Nierozwiązana Tajemnica Filipińskich Uzdrowicieli - Alternatywny Widok

Nierozwiązana Tajemnica Filipińskich Uzdrowicieli - Alternatywny Widok
Nierozwiązana Tajemnica Filipińskich Uzdrowicieli - Alternatywny Widok

Wideo: Nierozwiązana Tajemnica Filipińskich Uzdrowicieli - Alternatywny Widok

Wideo: Nierozwiązana Tajemnica Filipińskich Uzdrowicieli - Alternatywny Widok
Wideo: NASZ NOWY DOM NA FILIPINACH!! Udało się znaleźć idealny... 2024, Wrzesień
Anonim

Od kilkudziesięciu lat naukowcy, badacze anomalnych zjawisk, lekarze i dziennikarze zaciekle spierają się o fenomen filipińskich uzdrowicieli. Niektórzy uważają, że operacja bez skalpela, znieczulenia i znieczulenia jest czystym oszustwem, a uzdrowiciele są po prostu oszustami z zadaniami sprytnych magów, podczas gdy inni postrzegają to zjawisko jako realne zjawisko, które ich zdaniem zasługuje na badanie i baczną uwagę naukowców.

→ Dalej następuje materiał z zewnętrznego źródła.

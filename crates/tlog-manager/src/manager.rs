//! The log manager (component 4.L): a map from log identifier to a live
//! [`LogInstance`], with lazy restore and client-upgrade-on-first-write.

use std::path::PathBuf;
use std::sync::Arc;

use dashmap::DashMap;

use tlog_blob::{BlobClient, DelegatedBlobClient, ReadOnlyGatewayClient};
use tlog_crypto::CheckpointSigner;
use tlog_index::CidIndex;
use tlog_storage::StateStore;

use crate::error::{validate_log_id, ManagerError};
use crate::instance::LogInstance;

/// Origin prefix used to build a log's checkpoint origin line
/// (`{prefix}/{space_id}`).
const ORIGIN_PREFIX: &str = "tlog";

/// Owns every log this node currently serves, keyed by space identifier.
pub struct LogManager {
    base_dir: PathBuf,
    signer: Arc<CheckpointSigner>,
    blob_base_url: String,
    ipfs_gateway_url: String,
    logs: DashMap<String, Arc<LogInstance>>,
}

impl LogManager {
    /// Builds a manager rooted at `base_dir` (spec §6: `{base}/logs/{spaceId}/log.db`).
    /// `blob_base_url` targets the delegated-write backend; `ipfs_gateway_url`
    /// backs read-only restores before any write has authenticated.
    pub fn new(
        base_dir: impl Into<PathBuf>,
        signer: Arc<CheckpointSigner>,
        blob_base_url: impl Into<String>,
        ipfs_gateway_url: impl Into<String>,
    ) -> Arc<Self> {
        Arc::new(Self {
            base_dir: base_dir.into(),
            signer,
            blob_base_url: blob_base_url.into(),
            ipfs_gateway_url: ipfs_gateway_url.into(),
            logs: DashMap::new(),
        })
    }

    fn origin(&self, space_id: &str) -> String {
        format!("{ORIGIN_PREFIX}://{}/{space_id}", self.signer.signer_id())
    }

    /// `tlog/create`: creates a fresh log's state row and inserts a
    /// delegated-write instance (there is no read-only phase for a log
    /// that doesn't exist yet).
    pub async fn create_log(&self, space_id: &str) -> Result<Arc<LogInstance>, ManagerError> {
        validate_log_id(space_id)?;
        let store = Arc::new(StateStore::open(&self.base_dir, space_id).await.map_err(ManagerError::LogCreationFailed)?);
        store.create_log(now_ms()).await.map_err(ManagerError::LogCreationFailed)?;
        let index = Arc::new(
            CidIndex::rehydrate(store.clone())
                .await
                .map_err(ManagerError::LogCreationFailed)?,
        );
        let client: Arc<dyn BlobClient> = Arc::new(DelegatedBlobClient::new(self.blob_base_url.clone()));
        let instance = LogInstance::new(space_id, self.origin(space_id), store, index, self.signer.clone(), client);
        self.logs.insert(space_id.to_string(), instance.clone());
        Ok(instance)
    }

    /// Returns the live instance for `space_id`, lazily restoring it from
    /// the state store (read-only) on a cache miss (spec §4.L).
    pub async fn get_or_restore(&self, space_id: &str) -> Result<Arc<LogInstance>, ManagerError> {
        validate_log_id(space_id)?;
        if let Some(existing) = self.logs.get(space_id) {
            return Ok(existing.clone());
        }

        let store = Arc::new(
            StateStore::open(&self.base_dir, space_id)
                .await
                .map_err(|_| ManagerError::LogNotFound)?,
        );
        store.get_log_state().await.map_err(ManagerError::LogCreationFailed)?.ok_or(ManagerError::LogNotFound)?;
        let index = Arc::new(
            CidIndex::rehydrate(store.clone())
                .await
                .map_err(ManagerError::LogCreationFailed)?,
        );
        let client: Arc<dyn BlobClient> = Arc::new(ReadOnlyGatewayClient::new(self.ipfs_gateway_url.clone()));
        let instance = LogInstance::new(space_id, self.origin(space_id), store, index, self.signer.clone(), client);

        // Another task may have restored (or created) the same log between
        // the miss above and this insert; keep whichever won the race so
        // every caller converges on one instance.
        Ok(self
            .logs
            .entry(space_id.to_string())
            .or_insert(instance)
            .clone())
    }

    /// Restores (if needed) and upgrades `space_id`'s instance to a
    /// delegated-write client authenticated by the caller's token's
    /// backend credentials. Idempotent: a second upgrade is a no-op.
    pub async fn get_or_restore_for_write(&self, space_id: &str) -> Result<Arc<LogInstance>, ManagerError> {
        let instance = match self.get_or_restore(space_id).await {
            Ok(instance) => instance,
            Err(ManagerError::LogNotFound) => self.create_log(space_id).await?,
            Err(e) => return Err(e),
        };
        if !instance.is_upgraded() {
            let client: Arc<dyn BlobClient> = Arc::new(DelegatedBlobClient::new(self.blob_base_url.clone()));
            instance.upgrade(client);
        }
        Ok(instance)
    }
}

fn now_ms() -> i64 {
    use std::time::{SystemTime, UNIX_EPOCH};
    SystemTime::now().duration_since(UNIX_EPOCH).unwrap_or_default().as_millis() as i64
}

#[cfg(test)]
mod tests {
    use super::*;

    fn signer() -> Arc<CheckpointSigner> {
        Arc::new(CheckpointSigner::generate("node-a").expect("generate"))
    }

    #[tokio::test]
    async fn creating_a_log_inserts_an_already_upgraded_instance() {
        let dir = tempfile::tempdir().expect("tempdir");
        let manager = LogManager::new(dir.path(), signer(), "https://blob.example", "https://ipfs.io");
        let instance = manager.create_log("did:key:zA").await.expect("create");
        assert!(instance.is_upgraded());
    }

    #[tokio::test]
    async fn restoring_an_unknown_log_fails() {
        let dir = tempfile::tempdir().expect("tempdir");
        let manager = LogManager::new(dir.path(), signer(), "https://blob.example", "https://ipfs.io");
        let err = manager.get_or_restore("did:key:zUnknown").await.unwrap_err();
        assert!(matches!(err, ManagerError::LogNotFound));
    }

    #[tokio::test]
    async fn restoring_an_existing_log_starts_read_only_until_upgraded() {
        let dir = tempfile::tempdir().expect("tempdir");
        let manager = LogManager::new(dir.path(), signer(), "https://blob.example", "https://ipfs.io");
        manager.create_log("did:key:zA").await.expect("create");

        // Force a fresh manager so the log is genuinely restored, not reused
        // from the in-memory map.
        let manager2 = LogManager::new(dir.path(), signer(), "https://blob.example", "https://ipfs.io");
        let restored = manager2.get_or_restore("did:key:zA").await.expect("restore");
        assert!(!restored.is_upgraded());

        let upgraded = manager2.get_or_restore_for_write("did:key:zA").await.expect("upgrade");
        assert!(upgraded.is_upgraded());
    }

    #[tokio::test]
    async fn rejects_malformed_log_identifiers() {
        let dir = tempfile::tempdir().expect("tempdir");
        let manager = LogManager::new(dir.path(), signer(), "https://blob.example", "https://ipfs.io");
        let err = manager.create_log("a/b").await.unwrap_err();
        assert!(matches!(err, ManagerError::InvalidLogId(_)));
    }
}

O osobach wykonujących operacje chirurgiczne gołymi rękami bez użycia narzędzi, znieczulenia i znieczulenia po raz pierwszy mówiono na świecie w latach 50. XX wieku. Takie niecodzienne operacje były przeprowadzane przy świetle dziennym i każdy mógł obserwować wszystkie działania nietradycyjnych chirurgów. Badacze anomalnych zjawisk nazwali to zjawisko psychochirurgią, a luminarze medycyny - jawną i niebezpieczną dla ludzkiego życia szarlatanerią …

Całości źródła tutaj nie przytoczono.